*** SUPPLIED RECORDS Section Begins ***
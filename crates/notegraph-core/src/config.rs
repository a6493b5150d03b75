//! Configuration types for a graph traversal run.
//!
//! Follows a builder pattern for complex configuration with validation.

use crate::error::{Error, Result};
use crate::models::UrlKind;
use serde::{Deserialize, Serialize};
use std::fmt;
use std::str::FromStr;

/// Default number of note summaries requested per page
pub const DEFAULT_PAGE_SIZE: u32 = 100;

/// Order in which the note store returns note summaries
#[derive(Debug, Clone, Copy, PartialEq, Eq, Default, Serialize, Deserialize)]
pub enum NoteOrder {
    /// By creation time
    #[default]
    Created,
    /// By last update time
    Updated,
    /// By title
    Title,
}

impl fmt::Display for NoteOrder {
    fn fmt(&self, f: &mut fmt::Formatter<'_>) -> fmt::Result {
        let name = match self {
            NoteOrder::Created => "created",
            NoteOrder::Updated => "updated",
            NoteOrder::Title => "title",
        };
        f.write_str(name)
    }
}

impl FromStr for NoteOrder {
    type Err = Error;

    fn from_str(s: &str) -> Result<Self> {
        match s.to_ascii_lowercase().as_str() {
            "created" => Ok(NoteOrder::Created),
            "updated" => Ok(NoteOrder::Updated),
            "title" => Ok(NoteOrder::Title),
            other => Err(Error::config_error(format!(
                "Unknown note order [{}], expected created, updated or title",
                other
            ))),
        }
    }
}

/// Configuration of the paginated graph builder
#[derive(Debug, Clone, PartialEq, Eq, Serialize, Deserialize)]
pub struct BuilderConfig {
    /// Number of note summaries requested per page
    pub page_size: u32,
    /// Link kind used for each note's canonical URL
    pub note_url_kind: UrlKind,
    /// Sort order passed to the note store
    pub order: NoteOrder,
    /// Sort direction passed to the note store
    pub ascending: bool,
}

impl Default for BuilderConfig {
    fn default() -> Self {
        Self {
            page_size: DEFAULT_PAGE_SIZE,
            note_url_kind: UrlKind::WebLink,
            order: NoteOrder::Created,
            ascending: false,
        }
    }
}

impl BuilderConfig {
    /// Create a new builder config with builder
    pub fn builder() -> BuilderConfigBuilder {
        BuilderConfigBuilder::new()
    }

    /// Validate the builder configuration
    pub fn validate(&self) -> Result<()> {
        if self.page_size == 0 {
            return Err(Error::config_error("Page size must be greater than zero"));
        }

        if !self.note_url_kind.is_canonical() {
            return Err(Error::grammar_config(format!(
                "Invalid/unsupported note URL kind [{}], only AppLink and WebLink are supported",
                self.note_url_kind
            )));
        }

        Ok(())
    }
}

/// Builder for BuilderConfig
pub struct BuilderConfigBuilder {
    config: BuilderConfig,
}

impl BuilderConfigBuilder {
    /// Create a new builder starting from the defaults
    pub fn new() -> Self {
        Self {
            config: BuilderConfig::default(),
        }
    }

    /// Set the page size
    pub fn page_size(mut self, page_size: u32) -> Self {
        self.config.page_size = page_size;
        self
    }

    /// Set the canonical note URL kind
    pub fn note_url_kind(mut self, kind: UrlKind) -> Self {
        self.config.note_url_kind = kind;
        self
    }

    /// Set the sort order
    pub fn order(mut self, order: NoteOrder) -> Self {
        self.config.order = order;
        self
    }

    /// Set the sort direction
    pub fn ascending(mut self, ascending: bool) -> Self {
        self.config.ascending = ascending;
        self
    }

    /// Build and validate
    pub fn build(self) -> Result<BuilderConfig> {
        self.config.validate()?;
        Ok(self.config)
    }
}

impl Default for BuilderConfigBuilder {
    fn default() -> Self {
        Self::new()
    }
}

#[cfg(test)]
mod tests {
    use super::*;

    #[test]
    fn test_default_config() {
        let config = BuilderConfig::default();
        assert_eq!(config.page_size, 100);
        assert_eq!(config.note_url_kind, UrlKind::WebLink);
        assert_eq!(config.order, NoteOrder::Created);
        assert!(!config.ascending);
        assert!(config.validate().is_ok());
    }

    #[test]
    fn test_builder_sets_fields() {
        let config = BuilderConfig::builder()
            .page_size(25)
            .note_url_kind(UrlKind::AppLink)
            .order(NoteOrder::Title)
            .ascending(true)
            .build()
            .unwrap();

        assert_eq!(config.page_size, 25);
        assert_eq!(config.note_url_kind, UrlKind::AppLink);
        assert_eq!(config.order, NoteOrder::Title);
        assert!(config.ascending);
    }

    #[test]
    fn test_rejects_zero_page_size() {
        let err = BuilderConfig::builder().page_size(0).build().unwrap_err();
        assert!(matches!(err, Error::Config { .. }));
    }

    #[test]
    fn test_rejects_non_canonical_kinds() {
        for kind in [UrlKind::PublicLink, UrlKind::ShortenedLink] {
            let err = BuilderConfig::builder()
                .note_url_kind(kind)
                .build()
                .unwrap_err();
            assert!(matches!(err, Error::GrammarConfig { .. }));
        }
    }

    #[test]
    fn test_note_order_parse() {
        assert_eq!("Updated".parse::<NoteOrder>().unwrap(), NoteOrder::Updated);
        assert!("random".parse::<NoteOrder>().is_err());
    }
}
*** SUPPLIED RECORDS Section Ends ***
*** SUPPLIED RECORDS Section Begins ***
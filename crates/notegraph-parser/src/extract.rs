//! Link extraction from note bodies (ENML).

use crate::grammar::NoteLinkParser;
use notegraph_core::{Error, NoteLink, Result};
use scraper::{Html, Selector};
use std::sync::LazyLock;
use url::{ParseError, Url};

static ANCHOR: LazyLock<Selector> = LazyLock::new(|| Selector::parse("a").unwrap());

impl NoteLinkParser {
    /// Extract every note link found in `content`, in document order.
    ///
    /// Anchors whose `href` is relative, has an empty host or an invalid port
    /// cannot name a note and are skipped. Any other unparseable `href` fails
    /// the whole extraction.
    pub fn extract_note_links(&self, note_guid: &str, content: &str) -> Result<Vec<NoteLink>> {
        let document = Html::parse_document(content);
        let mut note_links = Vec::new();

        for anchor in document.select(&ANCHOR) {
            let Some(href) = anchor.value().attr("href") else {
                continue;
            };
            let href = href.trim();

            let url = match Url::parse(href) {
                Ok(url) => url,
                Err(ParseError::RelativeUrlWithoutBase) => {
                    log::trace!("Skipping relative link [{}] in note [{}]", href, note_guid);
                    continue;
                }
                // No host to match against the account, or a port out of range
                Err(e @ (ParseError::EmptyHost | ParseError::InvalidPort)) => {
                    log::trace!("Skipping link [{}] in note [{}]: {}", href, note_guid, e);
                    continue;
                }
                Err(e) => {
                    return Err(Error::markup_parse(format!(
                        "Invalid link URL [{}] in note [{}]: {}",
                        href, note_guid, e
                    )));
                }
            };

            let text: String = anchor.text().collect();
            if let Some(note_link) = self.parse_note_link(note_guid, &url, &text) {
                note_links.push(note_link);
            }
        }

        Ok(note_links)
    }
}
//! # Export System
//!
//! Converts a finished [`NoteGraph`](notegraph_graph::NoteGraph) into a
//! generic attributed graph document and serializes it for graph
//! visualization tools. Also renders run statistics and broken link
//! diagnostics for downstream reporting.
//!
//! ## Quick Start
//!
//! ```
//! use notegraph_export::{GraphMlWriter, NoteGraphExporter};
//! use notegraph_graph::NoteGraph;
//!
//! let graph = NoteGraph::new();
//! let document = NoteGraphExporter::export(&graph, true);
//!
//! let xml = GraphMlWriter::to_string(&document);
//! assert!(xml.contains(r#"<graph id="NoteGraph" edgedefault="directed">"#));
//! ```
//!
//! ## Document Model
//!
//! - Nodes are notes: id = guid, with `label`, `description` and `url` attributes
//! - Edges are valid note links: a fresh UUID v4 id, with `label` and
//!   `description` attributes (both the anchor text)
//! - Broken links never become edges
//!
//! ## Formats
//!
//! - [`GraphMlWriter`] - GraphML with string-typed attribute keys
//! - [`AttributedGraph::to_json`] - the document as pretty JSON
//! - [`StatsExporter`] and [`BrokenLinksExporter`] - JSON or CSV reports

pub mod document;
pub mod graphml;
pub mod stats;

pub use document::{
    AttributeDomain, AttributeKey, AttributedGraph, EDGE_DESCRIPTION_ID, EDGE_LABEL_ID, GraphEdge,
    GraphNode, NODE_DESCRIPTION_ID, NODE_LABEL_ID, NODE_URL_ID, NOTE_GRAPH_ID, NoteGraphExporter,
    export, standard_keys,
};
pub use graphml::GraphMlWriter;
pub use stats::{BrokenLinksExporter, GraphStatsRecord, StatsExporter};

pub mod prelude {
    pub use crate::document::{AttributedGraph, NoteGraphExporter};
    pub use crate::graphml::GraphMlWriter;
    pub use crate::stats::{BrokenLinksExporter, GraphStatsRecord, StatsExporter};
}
*** SUPPLIED RECORDS Section Ends ***
*** SUPPLIED RECORDS Section Begins ***
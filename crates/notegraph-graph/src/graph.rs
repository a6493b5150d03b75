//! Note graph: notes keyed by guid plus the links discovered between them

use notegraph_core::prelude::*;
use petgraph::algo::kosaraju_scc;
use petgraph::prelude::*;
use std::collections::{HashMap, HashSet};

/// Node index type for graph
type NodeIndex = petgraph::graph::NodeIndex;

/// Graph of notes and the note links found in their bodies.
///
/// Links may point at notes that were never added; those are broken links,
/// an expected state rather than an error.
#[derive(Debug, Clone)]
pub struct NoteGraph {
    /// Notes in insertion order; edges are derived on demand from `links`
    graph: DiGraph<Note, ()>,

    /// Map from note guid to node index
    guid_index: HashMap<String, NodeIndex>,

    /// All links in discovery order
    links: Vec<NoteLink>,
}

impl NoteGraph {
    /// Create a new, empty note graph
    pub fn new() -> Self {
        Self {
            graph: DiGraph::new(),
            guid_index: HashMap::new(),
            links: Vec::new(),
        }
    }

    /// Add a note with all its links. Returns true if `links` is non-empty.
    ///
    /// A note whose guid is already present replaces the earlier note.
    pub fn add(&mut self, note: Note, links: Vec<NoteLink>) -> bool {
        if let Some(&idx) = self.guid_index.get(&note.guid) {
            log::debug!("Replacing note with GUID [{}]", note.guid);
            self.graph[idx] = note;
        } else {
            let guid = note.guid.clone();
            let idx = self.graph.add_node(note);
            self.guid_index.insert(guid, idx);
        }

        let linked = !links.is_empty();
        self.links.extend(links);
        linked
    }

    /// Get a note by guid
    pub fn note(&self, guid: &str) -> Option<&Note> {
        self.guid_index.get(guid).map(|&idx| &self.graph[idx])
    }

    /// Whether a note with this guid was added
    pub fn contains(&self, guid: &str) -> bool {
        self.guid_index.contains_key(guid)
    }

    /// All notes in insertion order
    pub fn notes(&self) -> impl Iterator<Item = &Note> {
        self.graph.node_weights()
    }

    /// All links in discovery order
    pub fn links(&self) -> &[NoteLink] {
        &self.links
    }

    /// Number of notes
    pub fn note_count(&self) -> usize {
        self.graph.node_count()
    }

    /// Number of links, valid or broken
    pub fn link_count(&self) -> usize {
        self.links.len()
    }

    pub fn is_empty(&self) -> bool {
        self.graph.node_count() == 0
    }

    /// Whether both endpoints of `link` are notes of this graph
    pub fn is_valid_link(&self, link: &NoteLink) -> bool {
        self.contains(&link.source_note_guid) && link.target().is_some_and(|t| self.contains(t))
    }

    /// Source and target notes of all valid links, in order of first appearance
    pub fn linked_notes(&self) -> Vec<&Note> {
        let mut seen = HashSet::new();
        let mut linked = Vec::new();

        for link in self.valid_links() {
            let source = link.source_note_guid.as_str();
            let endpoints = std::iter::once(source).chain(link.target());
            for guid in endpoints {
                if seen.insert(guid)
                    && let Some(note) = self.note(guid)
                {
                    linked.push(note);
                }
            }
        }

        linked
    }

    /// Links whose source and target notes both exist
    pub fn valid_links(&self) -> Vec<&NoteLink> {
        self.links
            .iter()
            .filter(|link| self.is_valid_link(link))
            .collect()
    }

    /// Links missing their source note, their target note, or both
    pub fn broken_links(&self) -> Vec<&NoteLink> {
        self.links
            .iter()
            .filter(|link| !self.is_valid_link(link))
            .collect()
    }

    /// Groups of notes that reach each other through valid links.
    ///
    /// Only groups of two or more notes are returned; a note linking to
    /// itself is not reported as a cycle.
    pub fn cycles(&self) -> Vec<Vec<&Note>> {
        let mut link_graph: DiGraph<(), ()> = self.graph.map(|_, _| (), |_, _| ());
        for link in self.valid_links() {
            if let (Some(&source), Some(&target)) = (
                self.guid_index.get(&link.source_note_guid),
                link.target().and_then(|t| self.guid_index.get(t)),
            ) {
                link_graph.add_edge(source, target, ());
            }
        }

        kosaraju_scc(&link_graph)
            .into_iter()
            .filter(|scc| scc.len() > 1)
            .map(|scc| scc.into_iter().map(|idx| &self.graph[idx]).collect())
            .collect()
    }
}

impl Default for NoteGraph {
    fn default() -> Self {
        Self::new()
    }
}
*** SUPPLIED RECORDS Section Ends ***
- _THE TASK_: Go through the listing above and copy each line in which the string "than" is found.

- _RESULT FOR THIS TASK_:
            return Err(Error::config_error("Page size must be greater than zero"));
/// an expected state rather than an error.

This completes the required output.